Exercise brief: Search the data for the word "pushed" and copy every line that contains it.

Information shown:
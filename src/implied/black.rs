//! Black–Scholes implied volatility via bracketed Newton with Brent fallback.
//!
//! The solver screens the target price against the no-arbitrage band
//! `[discounted intrinsic, price ceiling]` before searching, builds a bracket
//! `f(lo) ≤ 0 ≤ f(hi)` for `f(σ) = price(σ) − target`, then runs
//! [`root::polish`](crate::root::polish).

use serde::{Deserialize, Serialize};

use crate::pricing::{BlackScholes, PricingOracle};
use crate::root::{self, Bracket, RootConfig};
use crate::types::{OptionQuote, Vol};
use crate::validate::validate_non_negative;

/// Smallest volatility the solver will probe or report.
pub const MIN_VOL: f64 = 1e-9;
/// Largest volatility the solver will report.
pub const MAX_VOL: f64 = 5.0;
/// Absolute floor on the step tolerance.
const VOL_TOL_FLOOR: f64 = 1e-12;
/// Absolute floor on the price residual tolerance.
const PRICE_TOL_FLOOR: f64 = 1e-12;
/// Lowest value the lower probe may be pushed down to.
const LOWER_PROBE_FLOOR: f64 = 1e-12;
/// Guard against `ln(0)` and `sqrt` of tiny values in the initial guess.
const GUESS_EPS: f64 = 1e-12;

/// Numerical limits for the implied-vol solver.
#[derive(Debug, Clone, Copy, PartialEq, Serialize, Deserialize)]
#[serde(default)]
pub struct IvSolverConfig {
    pub min_vol: f64,
    pub max_vol: f64,
    pub max_newton_iters: usize,
    pub max_fallback_iters: usize,
    /// Geometric expansions of the upper probe before widening to `max_vol`.
    pub max_bracket_expansions: usize,
    pub bracket_growth: f64,
    /// Expiries below this get `short_expiry_tol` as a tolerance floor.
    pub short_expiry: f64,
    pub short_expiry_tol: f64,
    /// Targets within this relative band above intrinsic resolve to zero vol.
    pub intrinsic_band: f64,
    /// Relative slack when rejecting targets outside `[intrinsic, ceiling]`.
    pub boundary_rel_eps: f64,
    /// Targets within this relative band below the ceiling are rejected.
    pub ceiling_band: f64,
    /// Price residual tolerance, relative to `max(1, target)`.
    pub residual_rel_tol: f64,
}

impl Default for IvSolverConfig {
    fn default() -> Self {
        Self {
            min_vol: MIN_VOL,
            max_vol: MAX_VOL,
            max_newton_iters: 20,
            max_fallback_iters: 100,
            max_bracket_expansions: 12,
            bracket_growth: 1.5,
            short_expiry: 1.0 / 365.0,
            short_expiry_tol: 1e-6,
            intrinsic_band: 1e-4,
            boundary_rel_eps: 1e-10,
            ceiling_band: 1e-12,
            residual_rel_tol: 1e-12,
        }
    }
}

/// Outcome of an implied-vol inversion.
///
/// A failed inversion carries `vol = Vol(NaN)` and `converged = false`.
/// `fallback_iterations > 0` means Newton ran out of budget and Brent finished
/// the job.
#[derive(Debug, Clone, Copy, PartialEq, Serialize, Deserialize)]
pub struct IvResult {
    pub vol: Vol,
    pub newton_iterations: usize,
    pub fallback_iterations: usize,
    pub converged: bool,
}

impl IvResult {
    fn failed(newton_iterations: usize, fallback_iterations: usize) -> Self {
        Self {
            vol: Vol(f64::NAN),
            newton_iterations,
            fallback_iterations,
            converged: false,
        }
    }

    fn intrinsic() -> Self {
        Self {
            vol: Vol(0.0),
            newton_iterations: 0,
            fallback_iterations: 0,
            converged: true,
        }
    }
}

/// Implied volatility solver over a [`PricingOracle`].
///
/// # Examples
/// ```
/// use volslice::implied::BlackImpliedVol;
/// use volslice::pricing::{BlackScholes, PricingOracle};
/// use volslice::types::{OptionQuote, OptionType};
///
/// let quote = OptionQuote::new(100.0, 120.0, 0.01, 0.0, 0.75, OptionType::Put);
/// let price = BlackScholes.price(&quote, 0.35);
///
/// let solver: BlackImpliedVol = BlackImpliedVol::default();
/// let res = solver.solve_iv(&quote, price, 0.2, 1e-12);
/// assert!(res.converged);
/// assert!((res.vol.0 - 0.35).abs() < 1e-8);
/// ```
#[derive(Debug, Clone)]
pub struct BlackImpliedVol<O = BlackScholes> {
    oracle: O,
    config: IvSolverConfig,
}

impl Default for BlackImpliedVol {
    fn default() -> Self {
        Self::new(BlackScholes, IvSolverConfig::default())
    }
}

impl<O: PricingOracle> BlackImpliedVol<O> {
    pub fn new(oracle: O, config: IvSolverConfig) -> Self {
        Self { oracle, config }
    }

    pub fn oracle(&self) -> &O {
        &self.oracle
    }

    pub fn config(&self) -> &IvSolverConfig {
        &self.config
    }

    /// Invert `target_price` into a volatility.
    ///
    /// Never fails outward: invalid inputs and prices outside the
    /// no-arbitrage band return `converged = false` with a NaN vol; a price at
    /// intrinsic returns zero vol with zero iterations.
    pub fn solve_iv(
        &self,
        quote: &OptionQuote,
        target_price: f64,
        initial_guess: f64,
        tolerance: f64,
    ) -> IvResult {
        let cfg = &self.config;
        if quote.validate().is_err()
            || validate_non_negative(target_price, "target price").is_err()
        {
            return IvResult::failed(0, 0);
        }

        let intrinsic = quote.discounted_intrinsic();
        let ceiling = quote.price_ceiling();
        if target_price < intrinsic * (1.0 - cfg.boundary_rel_eps) {
            return IvResult::failed(0, 0);
        }
        if target_price <= intrinsic * (1.0 + cfg.intrinsic_band) {
            return IvResult::intrinsic();
        }
        if target_price >= ceiling * (1.0 - cfg.ceiling_band) {
            // At or above the ceiling the vol diverges.
            return IvResult::failed(0, 0);
        }

        let mut tolerance = tolerance;
        if quote.expiry < cfg.short_expiry {
            tolerance = tolerance.max(cfg.short_expiry_tol);
        }
        let newton = RootConfig {
            residual_tol: (cfg.residual_rel_tol * target_price.max(1.0)).max(PRICE_TOL_FLOOR),
            step_tol: tolerance.max(VOL_TOL_FLOOR),
            max_iter: cfg.max_newton_iters,
        };
        let fallback = RootConfig {
            max_iter: cfg.max_fallback_iters,
            ..newton
        };

        let seed = self.initial_guess(quote, target_price, initial_guess);
        let Some(bracket) = self.bracket(quote, target_price, seed) else {
            #[cfg(feature = "logging")]
            tracing::debug!(strike = quote.strike, target_price, "no implied-vol bracket");
            return IvResult::failed(0, 0);
        };

        let report = root::polish(
            |vol| {
                let g = self.oracle.price_and_sensitivities(quote, vol);
                (g.price - target_price, g.vega)
            },
            |vol| self.oracle.price(quote, vol) - target_price,
            seed,
            bracket,
            &newton,
            &fallback,
        );

        #[cfg(feature = "logging")]
        tracing::debug!(
            strike = quote.strike,
            newton_iterations = report.newton_iterations,
            fallback_iterations = report.fallback_iterations,
            converged = report.converged,
            "implied vol solved"
        );

        if !report.converged {
            return IvResult::failed(report.newton_iterations, report.fallback_iterations);
        }
        IvResult {
            vol: Vol(report.root.clamp(cfg.min_vol, cfg.max_vol)),
            newton_iterations: report.newton_iterations,
            fallback_iterations: report.fallback_iterations,
            converged: true,
        }
    }

    /// Starting point for Newton.
    ///
    /// A supplied guess is used when finite and inside `(0, max_vol)`.
    /// Otherwise blends the Brenner–Subrahmanyam at-the-money estimate
    /// `√(2π/T) · C/(S·e^{−qT})` with the log-moneyness scale `√(2|ln(F/K)|/T)`,
    /// clamped to `[min_vol, 1]`.
    pub fn initial_guess(&self, quote: &OptionQuote, target_price: f64, supplied: f64) -> f64 {
        let cfg = &self.config;
        if supplied.is_finite() && supplied > 0.0 && supplied < cfg.max_vol {
            return supplied;
        }
        let t = quote.expiry;
        let normalized = target_price / (quote.spot * quote.carry_discount());
        let atm = (2.0 * std::f64::consts::PI / t).max(GUESS_EPS).sqrt() * normalized.max(GUESS_EPS);
        let x = (quote.forward() / quote.strike).ln().abs();
        let moneyness_scale = (2.0 * x / t).max(GUESS_EPS).sqrt();
        (0.5 * (atm + moneyness_scale)).clamp(cfg.min_vol, 1.0)
    }

    /// Build a bracket with `f(lo) ≤ 0 ≤ f(hi)` for `f(σ) = price(σ) − target`.
    ///
    /// Probes `lo` at `min_vol` (pushed down once if the price there already
    /// exceeds the target) and expands `hi` geometrically from
    /// `clamp(2·seed, 0.5, 1)`. If that fails, tries the full
    /// `[min_vol, max_vol]` range. Returns `None` when no sign change exists.
    pub fn bracket(&self, quote: &OptionQuote, target_price: f64, seed: f64) -> Option<Bracket> {
        let cfg = &self.config;
        let f = |vol: f64| self.oracle.price(quote, vol) - target_price;

        let mut lo = cfg.min_vol;
        let mut f_lo = f(lo);
        if f_lo > 0.0 {
            lo = (0.25 * lo).max(LOWER_PROBE_FLOOR);
            f_lo = f(lo);
        }

        let mut hi = (2.0 * seed).clamp(0.5, 1.0);
        let mut f_hi = f(hi);
        let mut expansions = 0;
        while f_hi < 0.0 && hi < cfg.max_vol && expansions < cfg.max_bracket_expansions {
            hi *= cfg.bracket_growth;
            f_hi = f(hi);
            expansions += 1;
        }

        if f_lo <= 0.0 && f_hi >= 0.0 {
            return Bracket::from_values(lo, hi, f_lo, f_hi).ok();
        }

        let (lo, hi) = (cfg.min_vol, cfg.max_vol);
        let (f_lo, f_hi) = (f(lo), f(hi));
        if f_lo <= 0.0 && f_hi >= 0.0 {
            Bracket::from_values(lo, hi, f_lo, f_hi).ok()
        } else {
            None
        }
    }
}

Solved exercise:
/// Lowest value the lower probe may be pushed down to.
    /// Probes `lo` at `min_vol` (pushed down once if the price there already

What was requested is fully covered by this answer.